### TASK DIRECTIONS
Print out every record below, exactly as written.

--- START ---

//! IR-Core
//! ===
//!
//! This library contains the data model needed to evaluate ranked retrieval results
//! against relevance judgments.
//!
//! Model
//! ---
//! Documents, queries and systems are identified by string ids and handled through
//! cheap-to-clone interned handles.  A `Run` is the ranked list of scored documents
//! one system returned for one query.  Ground truth uses the same shape, with the
//! relevance level stored as the score.
//!
//! Task
//! ---
//! A `Task` owns the interning collections, the ground truth for every query and the
//! system runs, indexed both by system and by query.  It is the entry point for
//! evaluating one or many runs with an `Evaluator`.
//!

#![warn(missing_docs, unused)]

/// Defines the identity handles, collections and runs
pub mod model;

/// Defines the Task, which registers runs and orchestrates evaluation
pub mod task;

/// Lookup errors raised by the task
pub mod error;

pub use crate::error::{Error, Result};
pub use crate::model::{Document, ItemCollection, Query, Run, ScoredDocument, System};
pub use crate::task::Task;

/// Scores a system run against the ground truth for the same query.
///
/// Configuration lives on the evaluator itself and never changes during evaluation, so
/// a single instance can be shared across threads.
pub trait Evaluator: Send + Sync {
    /// Short name, e.g. `P@10`
    fn short_name(&self) -> String;

    /// Human readable name, e.g. `Precision at 10`
    fn full_name(&self) -> String;

    /// Computes the score of `system_run` given the judgments in `ground_truth`
    fn evaluate(&self, ground_truth: &Run, system_run: &Run) -> f64;
}

impl<E: Evaluator + ?Sized> Evaluator for Box<E> {
    fn short_name(&self) -> String {
        (**self).short_name()
    }

    fn full_name(&self) -> String {
        (**self).full_name()
    }

    fn evaluate(&self, ground_truth: &Run, system_run: &Run) -> f64 {
        (**self).evaluate(ground_truth, system_run)
    }
}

--- END ---

### RESPONSE
//! IR-Core
//! ===
//!
//! This library contains the data model needed to evaluate ranked retrieval results
//! against relevance judgments.
//!
//! Model
//! ---
//! Documents, queries and systems are identified by string ids and handled through
//! cheap-to-clone interned handles.  A `Run` is the ranked list of scored documents
//! one system returned for one query.  Ground truth uses the same shape, with the
//! relevance level stored as the score.
//!
//! Task
//! ---
//! A `Task` owns the interning collections, the ground truth for every query and the
//! system runs, indexed both by system and by query.  It is the entry point for
//! evaluating one or many runs with an `Evaluator`.
//!

#![warn(missing_docs, unused)]

/// Defines the identity handles, collections and runs
pub mod model;

/// Defines the Task, which registers runs and orchestrates evaluation
pub mod task;

/// Lookup errors raised by the task
pub mod error;

pub use crate::error::{Error, Result};
pub use crate::model::{Document, ItemCollection, Query, Run, ScoredDocument, System};
pub use crate::task::Task;

/// Scores a system run against the ground truth for the same query.
///
/// Configuration lives on the evaluator itself and never changes during evaluation, so
/// a single instance can be shared across threads.
pub trait Evaluator: Send + Sync {
    /// Short name, e.g. `P@10`
    fn short_name(&self) -> String;

    /// Human readable name, e.g. `Precision at 10`
    fn full_name(&self) -> String;

    /// Computes the score of `system_run` given the judgments in `ground_truth`
    fn evaluate(&self, ground_truth: &Run, system_run: &Run) -> f64;
}

impl<E: Evaluator + ?Sized> Evaluator for Box<E> {
    fn short_name(&self) -> String {
        (**self).short_name()
    }

    fn full_name(&self) -> String {
        (**self).full_name()
    }

    fn evaluate(&self, ground_truth: &Run, system_run: &Run) -> f64 {
        (**self).evaluate(ground_truth, system_run)
    }
}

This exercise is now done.